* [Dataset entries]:
=== Section Start ===

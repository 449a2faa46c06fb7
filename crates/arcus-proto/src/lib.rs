//! Wire format, opcode registry, and the JSON payload DOM for the Arcus
//! protocol.
//!
//! This crate has no knowledge of sockets, threads, or connection state - it
//! is pure encoding/decoding and the data model those operations share. The
//! connection state machine built on top of it lives in `arcus-core`.
//!
//! # Wire format
//!
//! A handshake greeting ([`hello::Hello`]) is exchanged raw before any
//! framed traffic. After that, every message is a [`header::Header`]
//! immediately followed by its JSON payload bytes, as built by
//! [`codec::message_to_bytes`] and parsed by [`codec::message_from_bytes`].

#![forbid(unsafe_code)]
#![deny(missing_docs)]

pub mod builders;
pub mod codec;
pub mod error;
pub mod header;
pub mod hello;
pub mod message;
pub mod opcode;
pub mod payload;
pub mod schema;

pub use error::{ProtocolError, Result};
pub use header::Header;
pub use hello::Hello;
pub use message::Message;
pub use opcode::Opcode;
pub use payload::{Payload, Val};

=== Section End ===

* [What to do]: Copy out only the lines of the records above from the one with "framed traffic. After" through the one with "#![deny(missing_docs)]", exactly as they stand, both included.

* [Expected output]:
//! framed traffic. After that, every message is a [`header::Header`]
//! immediately followed by its JSON payload bytes, as built by
//! [`codec::message_to_bytes`] and parsed by [`codec::message_from_bytes`].

#![forbid(unsafe_code)]
#![deny(missing_docs)]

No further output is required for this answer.